[Dataset entries]:
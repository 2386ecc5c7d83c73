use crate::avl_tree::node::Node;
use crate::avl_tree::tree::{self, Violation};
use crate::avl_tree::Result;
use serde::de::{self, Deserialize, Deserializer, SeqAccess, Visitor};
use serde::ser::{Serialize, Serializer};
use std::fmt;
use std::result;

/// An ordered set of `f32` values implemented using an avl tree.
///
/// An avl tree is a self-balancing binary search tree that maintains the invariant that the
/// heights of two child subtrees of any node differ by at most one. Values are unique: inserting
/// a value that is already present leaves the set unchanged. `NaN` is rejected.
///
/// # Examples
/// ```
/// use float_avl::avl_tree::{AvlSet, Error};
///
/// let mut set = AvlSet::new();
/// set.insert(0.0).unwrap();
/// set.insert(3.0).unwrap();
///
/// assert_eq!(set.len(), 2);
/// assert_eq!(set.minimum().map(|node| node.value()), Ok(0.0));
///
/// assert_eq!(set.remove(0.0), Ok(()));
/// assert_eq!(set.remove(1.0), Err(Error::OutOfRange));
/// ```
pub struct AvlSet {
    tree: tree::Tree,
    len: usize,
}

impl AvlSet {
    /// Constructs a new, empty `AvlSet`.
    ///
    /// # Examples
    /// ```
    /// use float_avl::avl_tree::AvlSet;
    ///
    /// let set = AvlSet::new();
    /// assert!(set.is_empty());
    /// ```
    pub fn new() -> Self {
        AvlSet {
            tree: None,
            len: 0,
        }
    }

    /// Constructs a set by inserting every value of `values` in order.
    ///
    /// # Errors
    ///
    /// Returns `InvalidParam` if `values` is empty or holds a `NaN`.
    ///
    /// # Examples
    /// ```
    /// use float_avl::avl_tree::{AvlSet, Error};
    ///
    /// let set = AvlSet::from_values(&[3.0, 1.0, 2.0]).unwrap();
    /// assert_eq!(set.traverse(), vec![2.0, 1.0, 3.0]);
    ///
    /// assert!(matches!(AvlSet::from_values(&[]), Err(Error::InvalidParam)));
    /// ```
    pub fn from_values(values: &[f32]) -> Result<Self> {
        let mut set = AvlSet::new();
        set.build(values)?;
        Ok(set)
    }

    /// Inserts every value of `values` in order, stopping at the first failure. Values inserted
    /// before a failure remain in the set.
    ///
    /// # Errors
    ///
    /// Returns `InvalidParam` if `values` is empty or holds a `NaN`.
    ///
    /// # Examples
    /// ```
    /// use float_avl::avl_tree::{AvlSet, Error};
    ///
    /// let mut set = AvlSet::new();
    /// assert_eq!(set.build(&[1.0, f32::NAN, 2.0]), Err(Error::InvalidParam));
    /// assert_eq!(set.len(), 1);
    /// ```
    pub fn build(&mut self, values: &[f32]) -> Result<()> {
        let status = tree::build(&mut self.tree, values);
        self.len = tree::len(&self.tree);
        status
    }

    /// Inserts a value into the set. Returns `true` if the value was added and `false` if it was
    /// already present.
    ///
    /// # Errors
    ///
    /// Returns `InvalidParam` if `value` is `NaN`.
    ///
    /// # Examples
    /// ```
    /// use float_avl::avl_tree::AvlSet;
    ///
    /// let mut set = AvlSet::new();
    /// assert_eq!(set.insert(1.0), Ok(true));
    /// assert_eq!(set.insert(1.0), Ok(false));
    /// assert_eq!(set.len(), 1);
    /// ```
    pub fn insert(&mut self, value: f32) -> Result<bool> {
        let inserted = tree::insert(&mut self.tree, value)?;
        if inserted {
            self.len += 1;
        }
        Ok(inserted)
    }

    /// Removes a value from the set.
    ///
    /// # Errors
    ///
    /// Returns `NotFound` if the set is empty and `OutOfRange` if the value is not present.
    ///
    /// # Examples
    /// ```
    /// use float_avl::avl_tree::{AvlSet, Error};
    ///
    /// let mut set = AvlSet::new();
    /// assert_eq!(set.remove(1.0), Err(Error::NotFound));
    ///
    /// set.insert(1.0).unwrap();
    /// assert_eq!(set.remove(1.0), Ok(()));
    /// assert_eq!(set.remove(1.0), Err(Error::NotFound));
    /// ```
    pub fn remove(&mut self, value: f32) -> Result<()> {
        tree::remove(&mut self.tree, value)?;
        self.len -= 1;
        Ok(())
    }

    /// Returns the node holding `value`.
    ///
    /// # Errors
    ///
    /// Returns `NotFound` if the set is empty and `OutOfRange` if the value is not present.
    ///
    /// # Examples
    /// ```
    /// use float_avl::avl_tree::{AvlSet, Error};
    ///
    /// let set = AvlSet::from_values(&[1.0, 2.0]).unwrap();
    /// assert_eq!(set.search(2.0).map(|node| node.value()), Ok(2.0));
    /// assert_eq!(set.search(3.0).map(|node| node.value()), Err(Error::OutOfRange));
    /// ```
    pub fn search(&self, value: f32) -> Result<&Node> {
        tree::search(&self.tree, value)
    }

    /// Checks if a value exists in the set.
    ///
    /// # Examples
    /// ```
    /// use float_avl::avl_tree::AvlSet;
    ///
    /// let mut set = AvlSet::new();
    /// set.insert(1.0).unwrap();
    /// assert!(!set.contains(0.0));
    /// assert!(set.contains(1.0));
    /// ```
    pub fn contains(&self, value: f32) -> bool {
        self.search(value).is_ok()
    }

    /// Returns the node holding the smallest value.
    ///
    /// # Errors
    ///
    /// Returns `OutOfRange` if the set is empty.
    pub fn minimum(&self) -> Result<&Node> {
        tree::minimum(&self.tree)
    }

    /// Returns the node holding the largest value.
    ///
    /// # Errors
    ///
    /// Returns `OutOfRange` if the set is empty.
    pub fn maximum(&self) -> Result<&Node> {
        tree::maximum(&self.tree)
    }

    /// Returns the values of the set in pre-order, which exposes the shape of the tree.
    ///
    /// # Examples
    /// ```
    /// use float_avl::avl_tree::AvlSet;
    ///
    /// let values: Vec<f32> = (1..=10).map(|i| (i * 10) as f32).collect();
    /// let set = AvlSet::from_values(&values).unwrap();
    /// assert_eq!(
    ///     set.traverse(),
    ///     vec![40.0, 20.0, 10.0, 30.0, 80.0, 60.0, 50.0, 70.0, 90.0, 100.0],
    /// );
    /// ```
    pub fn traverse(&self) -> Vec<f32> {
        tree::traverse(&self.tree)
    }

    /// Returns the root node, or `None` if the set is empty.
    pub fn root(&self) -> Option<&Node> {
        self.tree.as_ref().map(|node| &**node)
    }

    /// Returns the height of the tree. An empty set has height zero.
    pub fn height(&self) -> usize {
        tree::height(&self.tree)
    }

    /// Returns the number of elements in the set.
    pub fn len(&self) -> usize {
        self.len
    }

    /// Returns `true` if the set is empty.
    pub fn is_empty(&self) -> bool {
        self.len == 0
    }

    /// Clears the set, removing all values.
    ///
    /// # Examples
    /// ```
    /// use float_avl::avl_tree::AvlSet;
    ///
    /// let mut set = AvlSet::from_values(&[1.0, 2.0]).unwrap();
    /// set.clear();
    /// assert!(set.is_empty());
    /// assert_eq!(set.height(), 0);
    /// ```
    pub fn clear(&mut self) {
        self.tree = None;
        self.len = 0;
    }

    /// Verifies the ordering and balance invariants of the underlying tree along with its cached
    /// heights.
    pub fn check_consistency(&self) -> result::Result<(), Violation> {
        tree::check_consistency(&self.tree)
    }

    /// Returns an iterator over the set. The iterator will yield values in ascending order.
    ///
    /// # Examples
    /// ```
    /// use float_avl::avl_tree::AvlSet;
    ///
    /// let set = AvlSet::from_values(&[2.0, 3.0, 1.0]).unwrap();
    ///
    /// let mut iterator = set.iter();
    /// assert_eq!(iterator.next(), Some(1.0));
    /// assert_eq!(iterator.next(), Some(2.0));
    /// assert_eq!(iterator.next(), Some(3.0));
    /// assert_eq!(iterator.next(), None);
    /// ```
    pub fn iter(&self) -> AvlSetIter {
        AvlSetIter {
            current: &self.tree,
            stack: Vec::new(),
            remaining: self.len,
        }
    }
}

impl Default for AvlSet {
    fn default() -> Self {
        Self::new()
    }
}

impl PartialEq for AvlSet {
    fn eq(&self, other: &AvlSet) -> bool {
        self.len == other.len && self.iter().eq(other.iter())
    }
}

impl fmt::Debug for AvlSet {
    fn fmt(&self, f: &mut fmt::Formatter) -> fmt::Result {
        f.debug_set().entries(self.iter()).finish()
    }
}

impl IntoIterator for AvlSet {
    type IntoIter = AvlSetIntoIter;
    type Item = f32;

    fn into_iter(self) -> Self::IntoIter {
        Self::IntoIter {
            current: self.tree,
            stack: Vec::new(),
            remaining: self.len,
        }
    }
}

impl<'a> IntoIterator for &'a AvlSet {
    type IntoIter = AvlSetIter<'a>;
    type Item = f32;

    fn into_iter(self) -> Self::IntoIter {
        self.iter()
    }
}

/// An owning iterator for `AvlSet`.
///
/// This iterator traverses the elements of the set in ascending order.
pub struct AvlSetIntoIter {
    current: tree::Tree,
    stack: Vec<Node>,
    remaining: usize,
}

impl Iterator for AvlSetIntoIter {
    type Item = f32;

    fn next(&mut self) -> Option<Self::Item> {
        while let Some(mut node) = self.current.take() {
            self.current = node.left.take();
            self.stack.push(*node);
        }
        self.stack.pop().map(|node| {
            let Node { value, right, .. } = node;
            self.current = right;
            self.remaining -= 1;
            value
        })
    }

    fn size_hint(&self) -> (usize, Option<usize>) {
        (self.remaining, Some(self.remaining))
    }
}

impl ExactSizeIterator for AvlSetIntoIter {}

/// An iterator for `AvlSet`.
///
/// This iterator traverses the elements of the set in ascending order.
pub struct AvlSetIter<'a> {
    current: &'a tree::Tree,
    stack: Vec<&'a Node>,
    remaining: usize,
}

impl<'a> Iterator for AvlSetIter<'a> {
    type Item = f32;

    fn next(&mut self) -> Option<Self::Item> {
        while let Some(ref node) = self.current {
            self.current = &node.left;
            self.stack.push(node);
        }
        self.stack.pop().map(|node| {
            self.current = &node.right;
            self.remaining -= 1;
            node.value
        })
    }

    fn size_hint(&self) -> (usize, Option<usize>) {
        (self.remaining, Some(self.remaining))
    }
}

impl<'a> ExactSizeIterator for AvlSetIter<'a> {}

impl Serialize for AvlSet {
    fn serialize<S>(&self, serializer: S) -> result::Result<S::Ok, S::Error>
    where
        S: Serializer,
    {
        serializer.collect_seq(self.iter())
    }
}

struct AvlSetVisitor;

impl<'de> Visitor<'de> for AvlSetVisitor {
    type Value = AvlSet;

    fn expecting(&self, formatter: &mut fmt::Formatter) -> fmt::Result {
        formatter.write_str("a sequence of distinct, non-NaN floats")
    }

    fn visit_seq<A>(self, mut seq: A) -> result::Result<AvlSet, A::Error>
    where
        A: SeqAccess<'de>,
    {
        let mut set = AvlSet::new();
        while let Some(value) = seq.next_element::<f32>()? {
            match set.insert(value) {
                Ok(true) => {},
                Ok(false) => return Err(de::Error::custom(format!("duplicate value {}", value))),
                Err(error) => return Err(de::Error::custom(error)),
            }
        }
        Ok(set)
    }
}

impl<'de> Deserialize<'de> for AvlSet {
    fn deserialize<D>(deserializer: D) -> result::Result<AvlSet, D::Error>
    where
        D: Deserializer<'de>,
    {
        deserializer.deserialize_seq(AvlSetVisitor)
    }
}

--

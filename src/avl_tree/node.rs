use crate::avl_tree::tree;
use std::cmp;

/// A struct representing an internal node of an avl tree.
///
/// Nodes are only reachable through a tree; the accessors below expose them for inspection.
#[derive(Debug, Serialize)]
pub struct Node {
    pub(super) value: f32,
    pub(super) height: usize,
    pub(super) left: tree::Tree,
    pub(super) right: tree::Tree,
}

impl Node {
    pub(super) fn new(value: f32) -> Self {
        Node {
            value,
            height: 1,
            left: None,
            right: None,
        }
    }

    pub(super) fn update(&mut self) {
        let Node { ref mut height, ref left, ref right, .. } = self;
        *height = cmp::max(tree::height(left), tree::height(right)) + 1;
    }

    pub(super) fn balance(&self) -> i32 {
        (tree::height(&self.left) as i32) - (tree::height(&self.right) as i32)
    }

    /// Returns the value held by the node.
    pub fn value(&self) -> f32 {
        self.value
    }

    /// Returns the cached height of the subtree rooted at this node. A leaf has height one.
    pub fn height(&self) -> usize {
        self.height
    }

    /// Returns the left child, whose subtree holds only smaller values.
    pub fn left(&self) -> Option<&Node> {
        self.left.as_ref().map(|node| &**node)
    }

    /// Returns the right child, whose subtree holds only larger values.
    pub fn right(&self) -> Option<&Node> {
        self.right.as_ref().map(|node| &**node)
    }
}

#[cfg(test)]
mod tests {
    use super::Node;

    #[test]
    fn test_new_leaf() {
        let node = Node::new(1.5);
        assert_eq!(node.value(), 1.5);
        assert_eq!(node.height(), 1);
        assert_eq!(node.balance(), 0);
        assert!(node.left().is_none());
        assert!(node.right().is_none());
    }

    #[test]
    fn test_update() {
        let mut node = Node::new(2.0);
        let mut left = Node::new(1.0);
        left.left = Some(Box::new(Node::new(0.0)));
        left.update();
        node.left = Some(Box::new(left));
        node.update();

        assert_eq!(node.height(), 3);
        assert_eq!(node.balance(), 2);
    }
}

[Task goal]:
Show the lines from the data above that contain the string "serde".

[Exercise result]:
use serde::de::{self, Deserialize, Deserializer, SeqAccess, Visitor};
use serde::ser::{Serialize, Serializer};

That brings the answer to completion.